Cholesky Decomposition

Definition

A symmetric, positive definite matrix \(\mathbf{A}\) can be decomposed into a product of a unique lower triangular matrix \(\mathbf{L}\) and its transpose:

\[ \begin{align} &\mathbf{A} = \mathbf{L} \mathbf{L}^T, \end{align} \]

or equivalently:

\[ \begin{align} &\left[ \begin{array}{ccc} A_{11} & A_{12} & A_{13} \\ A_{21} & A_{22} & A_{23} \\ A_{31} & A_{32} & A_{33} \end{array} \right] = \left[ \begin{array}{ccc} L_{11} & 0 & 0 \\ L_{21} & L_{22} & 0 \\ L_{31} & L_{32} & L_{33} \end{array} \right] \left[ \begin{array}{ccc} L_{11} & L_{21} & L_{31} \\ 0 & L_{22} & L_{32} \\ 0 & 0 & L_{33} \end{array} \right] \\ &= \left[ \begin{array}{ccc} L^2_{11} & L_{21} L_{11} & L_{31} L_{11} \\ L_{21} L_{11} & L^2_{21} + L^2_{22} & L_{31} L_{21} + L_{32} L_{22} \\ L_{31} L_{11} & L_{31} L_{21} + L_{32} L_{22} & L^2_{31} + L^2_{32} + L^2_{33} \end{array} \right]. \end{align} \]

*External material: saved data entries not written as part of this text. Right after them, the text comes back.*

//! Network Profiles
//!
//! Manages saved network configurations including WiFi passwords, VPN settings,
//! proxy configurations, and per-network preferences.

use alloc::string::String;
use alloc::vec::Vec;
use alloc::collections::BTreeMap;
use crate::util::{KResult, KError};
use crate::sync::IrqSafeMutex;

// ============================================================================
// Profile Types
// ============================================================================

/// Network profile type
#[derive(Debug, Clone, Copy, PartialEq, Eq)]
pub enum ProfileType {
    /// WiFi network profile
    Wifi,
    /// Ethernet profile
    Ethernet,
    /// VPN profile
    Vpn,
    /// Mobile broadband profile
    MobileBroadband,
    /// Bluetooth PAN profile
    BluetoothPan,
}

/// Unique profile identifier
#[derive(Debug, Clone, Copy, PartialEq, Eq, PartialOrd, Ord, Hash)]
pub struct ProfileId(pub u64);

impl ProfileId {
    /// Generate a new unique ID
    pub fn new() -> Self {
        static COUNTER: core::sync::atomic::AtomicU64 = core::sync::atomic::AtomicU64::new(1);
        Self(COUNTER.fetch_add(1, core::sync::atomic::Ordering::Relaxed))
    }
}

impl Default for ProfileId {
    fn default() -> Self {
        Self::new()
    }
}

// ============================================================================
// WiFi Profile
// ============================================================================

/// WiFi security type
#[derive(Debug, Clone, Copy, PartialEq, Eq)]
pub enum WifiSecurityType {
    /// Open network
    None,
    /// WEP (deprecated)
    Wep,
    /// WPA-Personal
    WpaPsk,
    /// WPA2-Personal
    Wpa2Psk,
    /// WPA3-SAE
    Wpa3Sae,
    /// WPA2/WPA3 transition
    Wpa2Wpa3,
    /// WPA2-Enterprise
    Wpa2Enterprise,
    /// WPA3-Enterprise
    Wpa3Enterprise,
    /// OWE (Opportunistic Wireless Encryption)
    Owe,
}

impl WifiSecurityType {
    /// Check if password is required
    pub fn requires_password(&self) -> bool {
        matches!(
            self,
            Self::Wep | Self::WpaPsk | Self::Wpa2Psk | Self::Wpa3Sae | Self::Wpa2Wpa3
        )
    }

    /// Check if enterprise auth is used
    pub fn is_enterprise(&self) -> bool {
        matches!(self, Self::Wpa2Enterprise | Self::Wpa3Enterprise)
    }
}

/// WiFi profile credentials
#[derive(Debug, Clone)]
pub enum WifiCredentials {
    /// No credentials (open network or OWE)
    None,
    /// Pre-shared key (password)
    Psk {
        /// Password
        password: String,
    },
    /// Enterprise credentials
    Enterprise {
        /// EAP method
        eap_method: EapMethod,
        /// Identity/username
        identity: String,
        /// Anonymous identity (outer)
        anonymous_identity: Option<String>,
        /// Password (for PEAP/TTLS)
        password: Option<String>,
        /// Client certificate (PEM)
        client_cert: Option<String>,
        /// Client private key (PEM)
        client_key: Option<String>,
        /// CA certificate (PEM)
        ca_cert: Option<String>,
        /// Domain constraint
        domain_constraint: Option<String>,
    },
}

/// EAP method for enterprise auth
#[derive(Debug, Clone, Copy, PartialEq, Eq)]
pub enum EapMethod {
    /// EAP-TLS
    Tls,
    /// EAP-TTLS
    Ttls,
    /// PEAP
    Peap,
    /// EAP-FAST
    Fast,
    /// EAP-PWD
    Pwd,
}

/// WiFi profile
#[derive(Debug, Clone)]
pub struct WifiProfile {
    /// Profile ID
    pub id: ProfileId,
    /// Network name (SSID)
    pub ssid: String,
    /// Security type
    pub security: WifiSecurityType,
    /// Credentials
    pub credentials: WifiCredentials,
    /// Hidden network
    pub hidden: bool,
    /// Auto-connect when in range
    pub auto_connect: bool,
    /// Connect even when metered
    pub connect_when_metered: bool,
    /// Preferred band
    pub preferred_band: Option<WifiBand>,
    /// Connect to specific BSSID only
    pub bssid_lock: Option<[u8; 6]>,
    /// Priority (higher = more preferred)
    pub priority: i32,
    /// Randomize MAC address
    pub random_mac: MacRandomization,
    /// Enable IPv6
    pub ipv6_enabled: bool,
    /// Static IP configuration
    pub static_ip: Option<StaticIpConfig>,
    /// DNS servers (empty = DHCP)
    pub dns_servers: Vec<[u8; 4]>,
    /// Proxy settings
    pub proxy: ProxyConfig,
    /// Created timestamp
    pub created_at: u64,
    /// Last connected timestamp
    pub last_connected: Option<u64>,
    /// Connection count
    pub connection_count: u32,
}

impl WifiProfile {
    /// Create a new open network profile
    pub fn open(ssid: &str) -> Self {
        Self {
            id: ProfileId::new(),
            ssid: String::from(ssid),
            security: WifiSecurityType::None,
            credentials: WifiCredentials::None,
            hidden: false,
            auto_connect: true,
            connect_when_metered: true,
            preferred_band: None,
            bssid_lock: None,
            priority: 0,
            random_mac: MacRandomization::PerNetwork,
            ipv6_enabled: true,
            static_ip: None,
            dns_servers: Vec::new(),
            proxy: ProxyConfig::None,
            created_at: crate::time::ticks(),
            last_connected: None,
            connection_count: 0,
        }
    }

    /// Create a new WPA2/WPA3 profile
    pub fn psk(ssid: &str, password: &str, security: WifiSecurityType) -> Self {
        Self {
            id: ProfileId::new(),
            ssid: String::from(ssid),
            security,
            credentials: WifiCredentials::Psk {
                password: String::from(password),
            },
            hidden: false,
            auto_connect: true,
            connect_when_metered: true,
            preferred_band: None,
            bssid_lock: None,
            priority: 0,
            random_mac: MacRandomization::PerNetwork,
            ipv6_enabled: true,
            static_ip: None,
            dns_servers: Vec::new(),
            proxy: ProxyConfig::None,
            created_at: crate::time::ticks(),
            last_connected: None,
            connection_count: 0,
        }
    }

    /// Create a new enterprise profile
    pub fn enterprise(
        ssid: &str,
        eap_method: EapMethod,
        identity: &str,
        security: WifiSecurityType,
    ) -> Self {
        Self {
            id: ProfileId::new(),
            ssid: String::from(ssid),
            security,
            credentials: WifiCredentials::Enterprise {
                eap_method,
                identity: String::from(identity),
                anonymous_identity: None,
                password: None,
                client_cert: None,
                client_key: None,
                ca_cert: None,
                domain_constraint: None,
            },
            hidden: false,
            auto_connect: true,
            connect_when_metered: true,
            preferred_band: None,
            bssid_lock: None,
            priority: 0,
            random_mac: MacRandomization::PerNetwork,
            ipv6_enabled: true,
            static_ip: None,
            dns_servers: Vec::new(),
            proxy: ProxyConfig::None,
            created_at: crate::time::ticks(),
            last_connected: None,
            connection_count: 0,
        }
    }

    /// Set password for enterprise profile
    pub fn with_password(mut self, password: &str) -> Self {
        if let WifiCredentials::Enterprise { password: ref mut pwd, .. } = self.credentials {
            *pwd = Some(String::from(password));
        }
        self
    }

    /// Set certificates for enterprise profile
    pub fn with_certs(
        mut self,
        client_cert: &str,
        client_key: &str,
        ca_cert: Option<&str>,
    ) -> Self {
        if let WifiCredentials::Enterprise {
            client_cert: ref mut cc,
            client_key: ref mut ck,
            ca_cert: ref mut ca,
            ..
        } = self.credentials
        {
            *cc = Some(String::from(client_cert));
            *ck = Some(String::from(client_key));
            *ca = ca_cert.map(String::from);
        }
        self
    }

    /// Set as hidden network
    pub fn as_hidden(mut self) -> Self {
        self.hidden = true;
        self
    }

    /// Disable auto-connect
    pub fn no_auto_connect(mut self) -> Self {
        self.auto_connect = false;
        self
    }

    /// Set priority
    pub fn with_priority(mut self, priority: i32) -> Self {
        self.priority = priority;
        self
    }

    /// Set static IP
    pub fn with_static_ip(mut self, config: StaticIpConfig) -> Self {
        self.static_ip = Some(config);
        self
    }

    /// Set DNS servers
    pub fn with_dns(mut self, servers: Vec<[u8; 4]>) -> Self {
        self.dns_servers = servers;
        self
    }

    /// Set proxy
    pub fn with_proxy(mut self, proxy: ProxyConfig) -> Self {
        self.proxy = proxy;
        self
    }

    /// Record a successful connection
    pub fn record_connection(&mut self) {
        self.last_connected = Some(crate::time::ticks());
        self.connection_count += 1;
    }
}

/// WiFi frequency band preference
#[derive(Debug, Clone, Copy, PartialEq, Eq)]
pub enum WifiBand {
    /// 2.4 GHz
    Band2_4GHz,
    /// 5 GHz
    Band5GHz,
    /// 6 GHz
    Band6GHz,
    /// Any band (prefer 5 GHz)
    Any,
}

/// MAC address randomization mode
#[derive(Debug, Clone, Copy, PartialEq, Eq, Default)]
pub enum MacRandomization {
    /// Never randomize
    Never,
    /// Random MAC per connection
    PerConnection,
    /// Stable random MAC per network
    #[default]
    PerNetwork,
    /// Always use hardware MAC
    UseHardware,
}

// ============================================================================
// IP Configuration
// ============================================================================

/// Static IP configuration
#[derive(Debug, Clone)]
pub struct StaticIpConfig {
    /// IP address
    pub ip_address: [u8; 4],
    /// Subnet mask
    pub netmask: [u8; 4],
    /// Gateway
    pub gateway: [u8; 4],
}

impl StaticIpConfig {
    /// Create new static IP config
    pub fn new(ip: [u8; 4], netmask: [u8; 4], gateway: [u8; 4]) -> Self {
        Self {
            ip_address: ip,
            netmask,
            gateway,
        }
    }

    /// Common /24 subnet
    pub fn class_c(ip: [u8; 4], gateway: [u8; 4]) -> Self {
        Self::new(ip, [255, 255, 255, 0], gateway)
    }
}

/// Proxy configuration
#[derive(Debug, Clone, Default)]
pub enum ProxyConfig {
    /// No proxy
    #[default]
    None,
    /// System proxy settings
    System,
    /// Manual proxy
    Manual {
        /// HTTP proxy host
        http_host: Option<String>,
        /// HTTP proxy port
        http_port: Option<u16>,
        /// HTTPS proxy host
        https_host: Option<String>,
        /// HTTPS proxy port
        https_port: Option<u16>,
        /// Bypass list (comma-separated)
        bypass_list: String,
    },
    /// PAC (Proxy Auto-Config) URL
    Pac {
        /// PAC URL
        url: String,
    },
}

// ============================================================================
// VPN Profile
// ============================================================================

/// VPN protocol type
#[derive(Debug, Clone, Copy, PartialEq, Eq)]
pub enum VpnProtocol {
    /// OpenVPN
    OpenVpn,
    /// WireGuard
    WireGuard,
    /// IPsec/IKEv2
    IpsecIkev2,
    /// L2TP/IPsec
    L2tpIpsec,
    /// PPTP (deprecated)
    Pptp,
    /// SSTP
    Sstp,
}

Hence, \(\mathbf{L}\) can be obtained as:

\[ \mathbf{L} = \left[ \begin{array}{ccc} \sqrt{A_{11}} & 0 & 0 \\ A_{21} / L_{11} & \sqrt{A_{22} - L^2_{21}} & 0 \\ A_{31} / L_{11} & (A_{32} - L_{31} L_{21}) / L_{22} & \sqrt{A_{33} - L^2_{31} - L^2_{32}} \end{array} \right], \]

or equivalently:

\[ \begin{align} L_{jj} &= (\pm) \sqrt{A_{jj} - \sum^{j - 1}_{k = 1} L^2_{jk}}, \\ L_{ij} &= \frac{1}{L_{jj}} \left(A_{ij} - \sum^{j - 1}_{k = 1} L_{ik} L_{jk} \right) \quad \text{for} \ i > j. \end{align} \]

LDL Decomposition

A closely related variant of the classical Cholesky decomposition is the LDL decomposition:

\[ \mathbf{A} = \mathbf{L} \mathbf{D} \mathbf{L}^{T}, \]

where \(\mathbf{L}\) is unit lower triangular (with zeros above the diagonal and units on the diagonal) and \(\mathbf{D}\) is diagonal. Since \(\mathbf{L}^T = \mathbf{U}\) is a unit upper triangular matrix, it is also called the LDU factorization. The main advantage is that the LDL decomposition can be computed and used with essentially the same algorithms, but avoids extracting square roots. For this reason, it is also called the square-root-free Cholesky decomposition.

Applications

Pseudo-Inverse

For a full-rank \(\mathbf{A}\) matrices (observable systems), we have:

\[ \begin{align} \mathbf{A} \mathbf{x} &= \mathbf{y} \\ \mathbf{A}^T \mathbf{A} \mathbf{x} &= \mathbf{A}^T \mathbf{y} \\ \mathbf{x} &= \left( \mathbf{A}^T \mathbf{A} \right)^{-1} \mathbf{A}^T \mathbf{y} \\ \mathbf{A}^{\dagger} &= \left( \mathbf{A}^T \mathbf{A} \right)^{-1} \mathbf{A}^T. \end{align} \]

Assume that back-substitution is quicker to compute than the full inverse. We know that \(\mathbf{A}^T \mathbf{A}\) is symmetric and positive definite.